Myke Furhman@mykefooCorrespondent IApril 4, 2010

FORT MYERS, FL - FERUARY 20:  A bat and glove are seen prior to morning workouts on February 20, 2005 at the Boston Red Sox Minor League Spring Training facility in Fort Myers, Florida.  (Photo by Eliot J. Schechter/Getty Images)
Eliot J. Schechter/Getty Images

April 4, 2010: A day marked on my calendar since November.

And while some will be celebrating Easter and others observing the final days of Passover, an unofficial holiday takes place that you won't find on your calendar. I speak, of course, of Opening Day—the most wonderful day of the year.
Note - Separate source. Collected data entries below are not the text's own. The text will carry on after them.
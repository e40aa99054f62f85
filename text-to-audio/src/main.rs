//! text2audio - Convert text documents to narrated audio using Yandex SpeechKit

mod audio;
mod config;
mod handlers;
mod pipeline;
mod text;

use anyhow::{Context, Result};
use clap::{Parser, Subcommand};
use config::Settings;
use indicatif::{ProgressBar, ProgressStyle};
use pipeline::{CancelFlag, SynthesisPipeline};
use speechkit_client::{
    CredentialSource, RateLimiter, SpeechKitProvider, SpeechProvider, TokenManager, VoiceOptions,
};
use std::path::PathBuf;
use std::sync::Arc;

#[derive(Parser, Debug)]
#[command(name = "text2audio")]
#[command(about = "Convert text documents to narrated audio using Yandex SpeechKit", long_about = None)]
#[command(version)]
struct Args {
    /// Path to the input document (txt, md, docx, pdf)
    input: Option<PathBuf>,

    /// Output audio file path (default: <input-name>.<format>)
    #[arg(short, long)]
    output: Option<PathBuf>,

    /// Output audio format (wav, mp3, ogg)
    #[arg(short, long, default_value = "wav")]
    format: String,

    /// Voice to synthesize with (overrides config)
    #[arg(long)]
    voice: Option<String>,

    /// Voice role/emotion (overrides config)
    #[arg(long)]
    role: Option<String>,

    /// Directory for temporary audio fragments
    #[arg(long)]
    temp_dir: Option<PathBuf>,

    /// Keep per-chunk fragments after merging
    #[arg(long, default_value_t = false)]
    keep_fragments: bool,

    /// Enable debug output
    #[arg(short, long, default_value_t = false)]
    debug: bool,

    /// Subcommands
    #[command(subcommand)]
    command: Option<Commands>,
}

#[derive(Subcommand, Debug)]
enum Commands {
    /// Configuration management
    Config {
        #[command(subcommand)]
        action: ConfigAction,
    },
}

#[derive(Subcommand, Debug)]
enum ConfigAction {
    /// Show current configuration
    Show,
    /// Set the default voice
    SetVoice {
        /// Voice name (e.g. jane, alena, filipp)
        name: String,
    },
    /// Set the default voice role
    SetRole {
        /// Role name (e.g. good, neutral, evil)
        name: String,
    },
}

#[tokio::main]
async fn main() -> Result<()> {
    let args = Args::parse();

    env_logger::Builder::from_env(
        env_logger::Env::default().default_filter_or(if args.debug { "debug" } else { "info" }),
    )
    .format_timestamp_secs()
    .init();

    // Handle subcommands
    if let Some(Commands::Config { action }) = &args.command {
        return handle_config_command(action);
    }

    let input_path = args.input.clone().ok_or_else(|| {
        anyhow::anyhow!("Input file path is required. Run 'text2audio --help' for usage.")
    })?;

    if !input_path.exists() {
        anyhow::bail!("Input file not found: {}", input_path.display());
    }

    let format = audio::OutputFormat::parse(&args.format).ok_or_else(|| {
        anyhow::anyhow!("Unsupported audio format: {} (use wav, mp3 or ogg)", args.format)
    })?;

    // Load configuration, with CLI flags taking precedence
    let mut settings = Settings::load().context("Failed to load configuration")?;
    if let Some(voice) = args.voice.clone() {
        settings.voice = voice;
    }
    if let Some(role) = args.role.clone() {
        settings.role = role;
    }

    let output_path = args.output.clone().unwrap_or_else(|| {
        let stem = input_path.file_stem().unwrap_or_default();
        input_path.with_file_name(format!("{}.{}", stem.to_string_lossy(), format.extension()))
    });

    if args.debug {
        eprintln!("Input: {}", input_path.display());
        eprintln!("Output: {}", output_path.display());
        eprintln!("Voice: {} ({})", settings.voice, settings.role);
        eprintln!("Max chunk size: {}", settings.max_chunk_size);
        eprintln!("Rate limit: {} req/s", settings.requests_per_second);
    }

    // Fail fast on credential problems before any text is processed
    eprintln!("Authorizing with Yandex Cloud...");
    let tokens = Arc::new(
        TokenManager::from_env().context("Yandex Cloud authorization is not configured")?,
    );
    tokens
        .token(false)
        .await
        .context("Authentication test failed")?;

    // Extract text
    eprintln!("Reading input: {}", input_path.display());
    let registry = handlers::HandlerRegistry::with_defaults();
    let raw_text = registry.extract_text(&input_path)?;
    eprintln!("Extracted {} characters", raw_text.chars().count());

    // Split into synthesis-sized chunks
    let chunks = text::chunker::split_text(&raw_text, settings.max_chunk_size)?;
    eprintln!("Text split into {} chunk(s)", chunks.len());

    // Build the synthesis pipeline
    let voice_options = VoiceOptions::new(&settings.voice, &settings.role);
    let provider: Arc<dyn SpeechProvider> = Arc::new(
        SpeechKitProvider::new(Arc::clone(&tokens), voice_options)
            .with_folder_id(std::env::var("YANDEX_FOLDER_ID").ok()),
    );
    let credentials: Arc<dyn CredentialSource> = tokens.clone();
    let limiter = Arc::new(RateLimiter::new(settings.requests_per_second));
    let fragment_dir = args.temp_dir.clone().unwrap_or_else(|| settings.fragment_dir());
    let synthesis = SynthesisPipeline::new(provider, credentials, limiter, &fragment_dir)
        .with_retries(settings.max_retries, settings.retry_delay());

    // Ctrl-C cancels between chunks; finished fragments are kept
    let cancel = CancelFlag::new();
    {
        let cancel = cancel.clone();
        tokio::spawn(async move {
            if tokio::signal::ctrl_c().await.is_ok() {
                eprintln!("\nInterrupt received, stopping after the current chunk...");
                cancel.cancel();
            }
        });
    }

    let progress = ProgressBar::new(chunks.len() as u64);
    progress.set_style(
        ProgressStyle::default_bar()
            .template("{spinner:.green} [{bar:40.cyan/blue}] {pos}/{len} ({eta}) {msg}")
            .unwrap()
            .progress_chars("#>-"),
    );

    let report = synthesis
        .run(&chunks, &cancel, |p| {
            progress.set_position((p.completed + p.failed) as u64);
            if p.failed > 0 {
                progress.set_message(format!("{} failed", p.failed));
            }
        })
        .await?;
    progress.finish_and_clear();

    eprintln!(
        "Synthesized {}/{} chunks ({:.1}% success)",
        report.successful(),
        chunks.len(),
        report.success_rate() * 100.0
    );
    for (chunk, result) in chunks.iter().zip(report.results.iter()) {
        if let Err(failure) = result {
            eprintln!("  chunk {}: {failure}", chunk.index);
        }
    }
    if report.cancelled {
        eprintln!("Run was cancelled; merging the finished fragments only");
    }

    // Merge fragments into the final file
    let fragments = report.artifact_paths();
    eprintln!(
        "Merging {} fragment(s) into {}",
        fragments.len(),
        output_path.display()
    );
    audio::merge_and_convert(&fragments, &output_path, format)?;

    let metadata = std::fs::metadata(&output_path)?;
    let size_mb = metadata.len() as f64 / (1024.0 * 1024.0);
    match audio::audio_duration_secs(&output_path) {
        Ok(duration) => eprintln!(
            "Output: {} ({:.1} MB, {})",
            output_path.display(),
            size_mb,
            format_duration(duration)
        ),
        Err(e) => {
            log::debug!("could not probe output duration: {e}");
            eprintln!("Output: {} ({:.1} MB)", output_path.display(), size_mb);
        }
    }

    if !args.keep_fragments {
        cleanup_fragments(&fragments);
    }

    Ok(())
}

fn format_duration(total_secs: f64) -> String {
    let secs = total_secs.round() as u64;
    let (hours, mins, rest) = (secs / 3600, (secs % 3600) / 60, secs % 60);
    if hours > 0 {
        format!("{hours}:{mins:02}:{rest:02}")
    } else {
        format!("{mins}:{rest:02}")
    }
}

fn cleanup_fragments(paths: &[PathBuf]) {
    let mut removed = 0usize;
    for path in paths {
        match std::fs::remove_file(path) {
            Ok(()) => removed += 1,
            Err(e) => log::warn!("could not remove fragment {}: {e}", path.display()),
        }
    }
    log::debug!("removed {removed} temporary fragment(s)");
}

fn handle_config_command(action: &ConfigAction) -> Result<()> {
    match action {
        ConfigAction::Show => {
            let settings = Settings::load()?;
            println!("Configuration file: {:?}", Settings::config_path()?);
            println!();
            println!("max_chunk_size = {}", settings.max_chunk_size);
            println!("requests_per_second = {}", settings.requests_per_second);
            println!("max_retries = {}", settings.max_retries);
            println!("retry_delay_secs = {}", settings.retry_delay_secs);
            println!("voice = \"{}\"", settings.voice);
            println!("role = \"{}\"", settings.role);
            if let Some(dir) = &settings.temp_dir {
                println!("temp_dir = \"{}\"", dir.display());
            } else {
                println!("temp_dir = (system temp)");
            }
        }
        ConfigAction::SetVoice { name } => {
            let mut settings = Settings::load()?;
            settings.voice = name.clone();
            settings.save()?;
            println!("Default voice set to: {name}");
        }
        ConfigAction::SetRole { name } => {
            let mut settings = Settings::load()?;
            settings.role = name.clone();
            settings.save()?;
            println!("Default role set to: {name}");
        }
    }
    Ok(())
}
I know what you're thinking, "Opening Day is on April 5!" And in most instances I would agree with you, but not this year.  For this season begins with the grandest rivalry in sports, what some believe is the only reason to watch baseball in the first place.  It's the Yankees, it's the Red Sox, and it's the first baseball game of the season.

And while opening night doesn't feature the Cubs, the other Sox, Dodgers, Mets, Rays, or Cards, the marquee matchup of bitter blood that stems back to your grandparents' childhood is the only way to truly say "play ball."
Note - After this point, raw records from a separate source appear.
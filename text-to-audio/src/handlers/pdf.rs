//! PDF input, delegated to the poppler `pdftotext` tool.
//!
//! Text extraction from arbitrary PDFs is a tar pit; poppler already
//! does it well, so this handler shells out the same way the audio
//! merger shells out to ffmpeg.

use super::{FileHandler, HandlerError};
use std::path::Path;
use std::process::Command;

#[derive(Debug)]
pub struct PdfHandler;

impl FileHandler for PdfHandler {
    fn extensions(&self) -> &'static [&'static str] {
        &["pdf"]
    }

    fn extract_text(&self, path: &Path) -> Result<String, HandlerError> {
        let output = Command::new("pdftotext")
            .args(["-enc", "UTF-8"])
            .arg(path)
            .arg("-") // stdout
            .output()
            .map_err(|e| {
                HandlerError::parse(path, format!("could not run pdftotext (is poppler installed?): {e}"))
            })?;

        if !output.status.success() {
            let stderr = String::from_utf8_lossy(&output.stderr);
            return Err(HandlerError::parse(
                path,
                format!("pdftotext failed: {}", stderr.trim()),
            ));
        }

        Ok(String::from_utf8_lossy(&output.stdout).into_owned())
    }
}
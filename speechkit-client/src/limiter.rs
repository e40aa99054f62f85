//! Request pacing for the synthesis API.

use std::time::Duration;
use tokio::sync::Mutex;
use tokio::time::Instant;

/// Paces outbound requests to a fixed maximum rate.
///
/// Grants are spaced at least `1 / requests_per_second` apart, measured from
/// grant time rather than request completion. The internal mutex is the
/// single arbitration point, so one shared instance serializes pacing
/// decisions across however many workers call `acquire()`.
pub struct RateLimiter {
    min_interval: Duration,
    last_grant: Mutex<Option<Instant>>,
}

impl RateLimiter {
    pub fn new(requests_per_second: f64) -> Self {
        let rps = if requests_per_second > 0.0 {
            requests_per_second
        } else {
            1.0
        };

        Self {
            min_interval: Duration::from_secs_f64(1.0 / rps),
            last_grant: Mutex::new(None),
        }
    }

    /// Wait until the next pacing slot is available, then record the grant.
    pub async fn acquire(&self) {
        let mut last = self.last_grant.lock().await;
        if let Some(previous) = *last {
            let next_slot = previous + self.min_interval;
            if next_slot > Instant::now() {
                tokio::time::sleep_until(next_slot).await;
            }
        }
        *last = Some(Instant::now());
    }

    pub fn min_interval(&self) -> Duration {
        self.min_interval
    }
}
This isn't 2009's opening night, Braves vs. Phillies, a one game, no-thank-you serving of what is to come.  This is THE rivalry, the game everyone wants to see, fans both die-hard and casual alike.  We'll all be watching with bells on.  Yankees fans looking to rub their 27th ring in the face of the Fenway Faithful.  Red Sox fans looking for a minute sense of redemption and securing that elusive first place spot in the AL East, even if just for one day.

And then comes April 5, the true opening day. When you get to see it all, everyone's ace on the mound, every stadium with a capacity crowd, every team with a full lineup before blisters and hamstring pulls land stars on the disabled list. 

The Rays looking to get back to an always elusive division crown. That's what I want to see. The Cardinals trying to start out hot in April and return to greatness. That's what I want to see.  A brand new ballpark in Minnesota.  That's what I want to see.

Non-stop baseball from noon 'til midnight. That's what I want to see.

Will Mannywood thrive in the basketball town that Manny doesn't even want to be in? Will the Mets find a way to make the playoffs? Will the Cubs win it all, or will it be another century before they do? And can another team take the AL West crown after a quiet off-season in Anaheim?

These are the stories that make

Baseball's Opening Day is truly magical, more so than any other sport. Sure, football fans will disagree, but the true sport die-hards knows that baseball is still top dog. It's the pistol to start the marathon, rather than football's whistle to start the sprint.

Everyone starts 0-0, everyone has a chance to win it all, with every fan saying that "this is the year."  162 games, begining like a flower, blooming in spring...dragging through the hot dog days of summer...and ending in the fall, the flower's pedals falling off until just one is left.

Baseball has all the plot lines, all the heroes and villains, all the aspects of every other sport rolled into one.

College basketball has the Cinderella, and so does baseball. What did you think when you saw the +2,000 money line on the Rays to win it all two years ago?  Now think about it, 175 games later, those same Rays were World Series favorites, and two seasons later, stand ready to compete toe-to-toe with the Red Sox and Yankees. Didn't see that one coming, did you?

That's baseball.

Football and hockey have full-contact hitting and high-speed shots...and so does baseball. Remember Varitek and A-Rod going at it? Or the Angels bullpen running to home plate to participate in a Bronx-style melee to defend a teammate who got beaned, only weeks after joining the squad?

That's baseball.

Soccer has the beautiful plays and agile scores...and so does baseball. Torii Hunter scaling a wall, Derek Jeter with his signature jumping-across-the-body throw to first, or him being in foul ground to make a play at the plate, saving a series and leading to yet another ring.

That's baseball.

Baseball is wonderful, baseball is witty, baseball is beautiful, baseball is brutal.  Baseball is a game and a pastime.  Baseball is a metaphor for war and conflict, triumph and tragedy.  Baseball is the calendar in which we measure the seasons of our lives.

Before anything in life, is baseball.  Baseball is beautiful.  Baseball is glorious.

Spring has barely begun, and we're already looking forward to autumn and beyond.

And what next?  April, 2011...a day I'll mark on my calendar in November.